* Assignment:
Return each entry precisely as it appears below.

The data Start Marker

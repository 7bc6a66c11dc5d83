//! Live progress for a running upload
//!
//! Each upload owns one `watch` channel holding the latest [`Progress`]
//! snapshot. Publishing never blocks the worker; subscribers wake up, read
//! the newest snapshot, and skip anything they already saw. Once a
//! terminal snapshot is published it is never replaced.

use futures::stream::{self, Stream};
use serde::{Deserialize, Serialize};
use tokio::sync::watch;
use uuid::Uuid;

/// Lifecycle phase of an upload; only ever moves forward
#[derive(Debug, Clone, Copy, PartialEq, Eq, Serialize, Deserialize)]
#[serde(rename_all = "lowercase")]
pub enum Phase {
    Starting,
    Reading,
    Validating,
    Inserting,
    Complete,
    Failed,
    Cancelled,
}

impl Phase {
    pub fn as_str(&self) -> &'static str {
        match self {
            Phase::Starting => "starting",
            Phase::Reading => "reading",
            Phase::Validating => "validating",
            Phase::Inserting => "inserting",
            Phase::Complete => "complete",
            Phase::Failed => "failed",
            Phase::Cancelled => "cancelled",
        }
    }

    pub fn is_terminal(&self) -> bool {
        matches!(self, Phase::Complete | Phase::Failed | Phase::Cancelled)
    }

    fn rank(&self) -> u8 {
        match self {
            Phase::Starting => 0,
            Phase::Reading => 1,
            Phase::Validating => 2,
            Phase::Inserting => 3,
            Phase::Complete | Phase::Failed | Phase::Cancelled => 4,
        }
    }
}

impl std::fmt::Display for Phase {
    fn fmt(&self, f: &mut std::fmt::Formatter<'_>) -> std::fmt::Result {
        write!(f, "{}", self.as_str())
    }
}

impl From<String> for Phase {
    fn from(s: String) -> Self {
        match s.as_str() {
            "reading" => Phase::Reading,
            "validating" => Phase::Validating,
            "inserting" => Phase::Inserting,
            "complete" => Phase::Complete,
            "failed" => Phase::Failed,
            "cancelled" => Phase::Cancelled,
            _ => Phase::Starting,
        }
    }
}

/// Latest known state of an upload
#[derive(Debug, Clone, PartialEq, Eq, Serialize, Deserialize)]
#[serde(rename_all = "camelCase")]
pub struct Progress {
    pub upload_id: Uuid,
    pub phase: Phase,
    pub current_row: u64,
    /// Exact once complete, otherwise estimated from bytes read
    pub total_rows: Option<u64>,
    pub inserted: u64,
    pub skipped: u64,
    pub failed: u64,
    pub bytes_read: u64,
    pub file_name: String,
    pub file_size: Option<u64>,
    #[serde(skip_serializing_if = "Option::is_none")]
    pub error: Option<String>,
    #[serde(skip)]
    pub sequence: u64,
}

impl Progress {
    pub fn new(upload_id: Uuid, file_name: impl Into<String>, file_size: Option<u64>) -> Self {
        Self {
            upload_id,
            phase: Phase::Starting,
            current_row: 0,
            total_rows: None,
            inserted: 0,
            skipped: 0,
            failed: 0,
            bytes_read: 0,
            file_name: file_name.into(),
            file_size,
            error: None,
            sequence: 0,
        }
    }
}

/// Publishing side, owned by the upload handle
#[derive(Debug)]
pub struct ProgressBroadcaster {
    tx: watch::Sender<Progress>,
}

impl ProgressBroadcaster {
    pub fn new(initial: Progress) -> Self {
        let (tx, _) = watch::channel(initial);
        Self { tx }
    }

    /// Apply `update` to a copy of the current snapshot and publish it.
    ///
    /// Returns `false` when nothing was published: the upload already
    /// reached a terminal phase, or the update changed nothing.
    pub fn update(&self, update: impl FnOnce(&mut Progress)) -> bool {
        self.tx.send_if_modified(|current| {
            if current.phase.is_terminal() {
                return false;
            }

            let mut next = current.clone();
            update(&mut next);
            next.current_row = next.current_row.max(current.current_row);
            if next.phase.rank() < current.phase.rank() {
                next.phase = current.phase;
            }
            next.sequence = current.sequence;
            if next == *current {
                return false;
            }

            next.sequence += 1;
            *current = next;
            true
        })
    }

    pub fn snapshot(&self) -> Progress {
        self.tx.borrow().clone()
    }

    pub fn subscribe(&self) -> ProgressSubscription {
        ProgressSubscription::new(self.tx.subscribe(), None)
    }

    /// Subscribe, skipping every snapshot up to and including `last_event_id`.
    pub fn subscribe_after(&self, last_event_id: u64) -> ProgressSubscription {
        ProgressSubscription::new(self.tx.subscribe(), Some(last_event_id))
    }
}

/// One event on the wire; `id` is the snapshot sequence number
#[derive(Debug, Clone, Serialize)]
pub struct ProgressEvent {
    pub id: u64,
    pub progress: Progress,
}

impl ProgressEvent {
    pub fn event_name(&self) -> &'static str {
        if self.progress.phase.is_terminal() {
            "complete"
        } else {
            "progress"
        }
    }

    pub fn is_terminal(&self) -> bool {
        self.progress.phase.is_terminal()
    }

    /// Render as a server-sent-events frame.
    pub fn to_sse(&self) -> Result<String, serde_json::Error> {
        let data = serde_json::to_string(&self.progress)?;
        Ok(format!(
            "id: {}\nevent: {}\ndata: {}\n\n",
            self.id,
            self.event_name(),
            data
        ))
    }
}

/// Receiving side; yields each new snapshot once and ends after the
/// terminal one.
#[derive(Debug)]
pub struct ProgressSubscription {
    rx: watch::Receiver<Progress>,
    last_seen: Option<u64>,
    done: bool,
}

impl ProgressSubscription {
    fn new(rx: watch::Receiver<Progress>, last_seen: Option<u64>) -> Self {
        Self {
            rx,
            last_seen,
            done: false,
        }
    }

    fn unseen(&self, progress: &Progress) -> bool {
        self.last_seen.is_none_or(|seen| progress.sequence > seen)
    }

    fn emit(&mut self, progress: Progress) -> ProgressEvent {
        self.last_seen = Some(progress.sequence);
        self.done = progress.phase.is_terminal();
        ProgressEvent {
            id: progress.sequence,
            progress,
        }
    }

    /// Wait for the next unseen snapshot. `None` once the terminal
    /// snapshot has been delivered or the upload was dropped.
    pub async fn next(&mut self) -> Option<ProgressEvent> {
        if self.done {
            return None;
        }

        loop {
            let current = self.rx.borrow_and_update().clone();
            if self.unseen(&current) {
                return Some(self.emit(current));
            }
            if current.phase.is_terminal() {
                self.done = true;
                return None;
            }

            if self.rx.changed().await.is_err() {
                let last = self.rx.borrow().clone();
                self.done = true;
                return self.unseen(&last).then(|| self.emit(last));
            }
        }
    }

    pub fn into_stream(self) -> impl Stream<Item = ProgressEvent> + Send {
        stream::unfold(self, |mut subscription| async move {
            subscription
                .next()
                .await
                .map(|event| (event, subscription))
        })
    }
}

The data End Marker

* Result for this exercise:
repository 7bc6a66c11dc5d83
//! Live progress for a running upload
//!
//! Each upload owns one `watch` channel holding the latest [`Progress`]
//! snapshot. Publishing never blocks the worker; subscribers wake up, read
//! the newest snapshot, and skip anything they already saw. Once a
//! terminal snapshot is published it is never replaced.

use futures::stream::{self, Stream};
use serde::{Deserialize, Serialize};
use tokio::sync::watch;
use uuid::Uuid;

/// Lifecycle phase of an upload; only ever moves forward
#[derive(Debug, Clone, Copy, PartialEq, Eq, Serialize, Deserialize)]
#[serde(rename_all = "lowercase")]
pub enum Phase {
    Starting,
    Reading,
    Validating,
    Inserting,
    Complete,
    Failed,
    Cancelled,
}

impl Phase {
    pub fn as_str(&self) -> &'static str {
        match self {
            Phase::Starting => "starting",
            Phase::Reading => "reading",
            Phase::Validating => "validating",
            Phase::Inserting => "inserting",
            Phase::Complete => "complete",
            Phase::Failed => "failed",
            Phase::Cancelled => "cancelled",
        }
    }

    pub fn is_terminal(&self) -> bool {
        matches!(self, Phase::Complete | Phase::Failed | Phase::Cancelled)
    }

    fn rank(&self) -> u8 {
        match self {
            Phase::Starting => 0,
            Phase::Reading => 1,
            Phase::Validating => 2,
            Phase::Inserting => 3,
            Phase::Complete | Phase::Failed | Phase::Cancelled => 4,
        }
    }
}

impl std::fmt::Display for Phase {
    fn fmt(&self, f: &mut std::fmt::Formatter<'_>) -> std::fmt::Result {
        write!(f, "{}", self.as_str())
    }
}

impl From<String> for Phase {
    fn from(s: String) -> Self {
        match s.as_str() {
            "reading" => Phase::Reading,
            "validating" => Phase::Validating,
            "inserting" => Phase::Inserting,
            "complete" => Phase::Complete,
            "failed" => Phase::Failed,
            "cancelled" => Phase::Cancelled,
            _ => Phase::Starting,
        }
    }
}

/// Latest known state of an upload
#[derive(Debug, Clone, PartialEq, Eq, Serialize, Deserialize)]
#[serde(rename_all = "camelCase")]
pub struct Progress {
    pub upload_id: Uuid,
    pub phase: Phase,
    pub current_row: u64,
    /// Exact once complete, otherwise estimated from bytes read
    pub total_rows: Option<u64>,
    pub inserted: u64,
    pub skipped: u64,
    pub failed: u64,
    pub bytes_read: u64,
    pub file_name: String,
    pub file_size: Option<u64>,
    #[serde(skip_serializing_if = "Option::is_none")]
    pub error: Option<String>,
    #[serde(skip)]
    pub sequence: u64,
}

impl Progress {
    pub fn new(upload_id: Uuid, file_name: impl Into<String>, file_size: Option<u64>) -> Self {
        Self {
            upload_id,
            phase: Phase::Starting,
            current_row: 0,
            total_rows: None,
            inserted: 0,
            skipped: 0,
            failed: 0,
            bytes_read: 0,
            file_name: file_name.into(),
            file_size,
            error: None,
            sequence: 0,
        }
    }
}

/// Publishing side, owned by the upload handle
#[derive(Debug)]
pub struct ProgressBroadcaster {
    tx: watch::Sender<Progress>,
}

impl ProgressBroadcaster {
    pub fn new(initial: Progress) -> Self {
        let (tx, _) = watch::channel(initial);
        Self { tx }
    }

    /// Apply `update` to a copy of the current snapshot and publish it.
    ///
    /// Returns `false` when nothing was published: the upload already
    /// reached a terminal phase, or the update changed nothing.
    pub fn update(&self, update: impl FnOnce(&mut Progress)) -> bool {
        self.tx.send_if_modified(|current| {
            if current.phase.is_terminal() {
                return false;
            }

            let mut next = current.clone();
            update(&mut next);
            next.current_row = next.current_row.max(current.current_row);
            if next.phase.rank() < current.phase.rank() {
                next.phase = current.phase;
            }
            next.sequence = current.sequence;
            if next == *current {
                return false;
            }

            next.sequence += 1;
            *current = next;
            true
        })
    }

    pub fn snapshot(&self) -> Progress {
        self.tx.borrow().clone()
    }

    pub fn subscribe(&self) -> ProgressSubscription {
        ProgressSubscription::new(self.tx.subscribe(), None)
    }

    /// Subscribe, skipping every snapshot up to and including `last_event_id`.
    pub fn subscribe_after(&self, last_event_id: u64) -> ProgressSubscription {
        ProgressSubscription::new(self.tx.subscribe(), Some(last_event_id))
    }
}

/// One event on the wire; `id` is the snapshot sequence number
#[derive(Debug, Clone, Serialize)]
pub struct ProgressEvent {
    pub id: u64,
    pub progress: Progress,
}

impl ProgressEvent {
    pub fn event_name(&self) -> &'static str {
        if self.progress.phase.is_terminal() {
            "complete"
        } else {
            "progress"
        }
    }

    pub fn is_terminal(&self) -> bool {
        self.progress.phase.is_terminal()
    }

    /// Render as a server-sent-events frame.
    pub fn to_sse(&self) -> Result<String, serde_json::Error> {
        let data = serde_json::to_string(&self.progress)?;
        Ok(format!(
            "id: {}\nevent: {}\ndata: {}\n\n",
            self.id,
            self.event_name(),
            data
        ))
    }
}

/// Receiving side; yields each new snapshot once and ends after the
/// terminal one.
#[derive(Debug)]
pub struct ProgressSubscription {
    rx: watch::Receiver<Progress>,
    last_seen: Option<u64>,
    done: bool,
}

impl ProgressSubscription {
    fn new(rx: watch::Receiver<Progress>, last_seen: Option<u64>) -> Self {
        Self {
            rx,
            last_seen,
            done: false,
        }
    }

    fn unseen(&self, progress: &Progress) -> bool {
        self.last_seen.is_none_or(|seen| progress.sequence > seen)
    }

    fn emit(&mut self, progress: Progress) -> ProgressEvent {
        self.last_seen = Some(progress.sequence);
        self.done = progress.phase.is_terminal();
        ProgressEvent {
            id: progress.sequence,
            progress,
        }
    }

    /// Wait for the next unseen snapshot. `None` once the terminal
    /// snapshot has been delivered or the upload was dropped.
    pub async fn next(&mut self) -> Option<ProgressEvent> {
        if self.done {
            return None;
        }

        loop {
            let current = self.rx.borrow_and_update().clone();
            if self.unseen(&current) {
                return Some(self.emit(current));
            }
            if current.phase.is_terminal() {
                self.done = true;
                return None;
            }

            if self.rx.changed().await.is_err() {
                let last = self.rx.borrow().clone();
                self.done = true;
                return self.unseen(&last).then(|| self.emit(last));
            }
        }
    }

    pub fn into_stream(self) -> impl Stream<Item = ProgressEvent> + Send {
        stream::unfold(self, |mut subscription| async move {
            subscription
                .next()
                .await
                .map(|event| (event, subscription))
        })
    }
}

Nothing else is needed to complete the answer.